When I became a mother, in my late 30’s, Alfie Kohn, Anne Bacus or Sir Ken Robinson were my allies in fighting my DNA, the habits from my own home or the stuff I learned in my comunist childhood.
Soon started the era of picture books that we red to our daughter. I read all the reviews and international tops and I bought my daughter all the best picture books I would find. She is 5 now and already has a library bigger than ours (maybe because of lack of space or priorities). We read whith her, for her, for us. She sees us reading and when we begin a new book she studies the cover or tries reading the title. Sometimes she would ask us what the book is about or if we could read a few pages to her.
I like reading any good original story. Because everyone has a story to tell, even if is not his own.
And because sometimes the stories we read or we tell today become the reality we make it possible tomorrow, all by ourselves.
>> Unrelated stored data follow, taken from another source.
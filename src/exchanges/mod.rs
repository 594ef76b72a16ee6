pub mod bingx;
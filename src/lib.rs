pub mod core;
pub mod exchanges;

pub use crate::core::{
    config::ClientConfig,
    errors::{BingxError, Result},
    kernel::{Channel, StreamConnection},
    types::*,
};
pub use exchanges::bingx::{AccountDataStream, BingxClient, BingxRestClient, MarketDataStream};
Reading is something we owe to ourselves, because one idea gives life to another idea, words come from other words, our evolution is based on the things we learn from others before us. More talented, more experienced, more original, with different views on the world around us. Because life isn’t about one tree, it is about the forest. And the stronger the trees are, the stronger the forest is in the face of the storm. And the forest around my daughter is a fragile one, a new one, that goes where the strong winds takes it. And we have to change something in us first to make the forest strong again.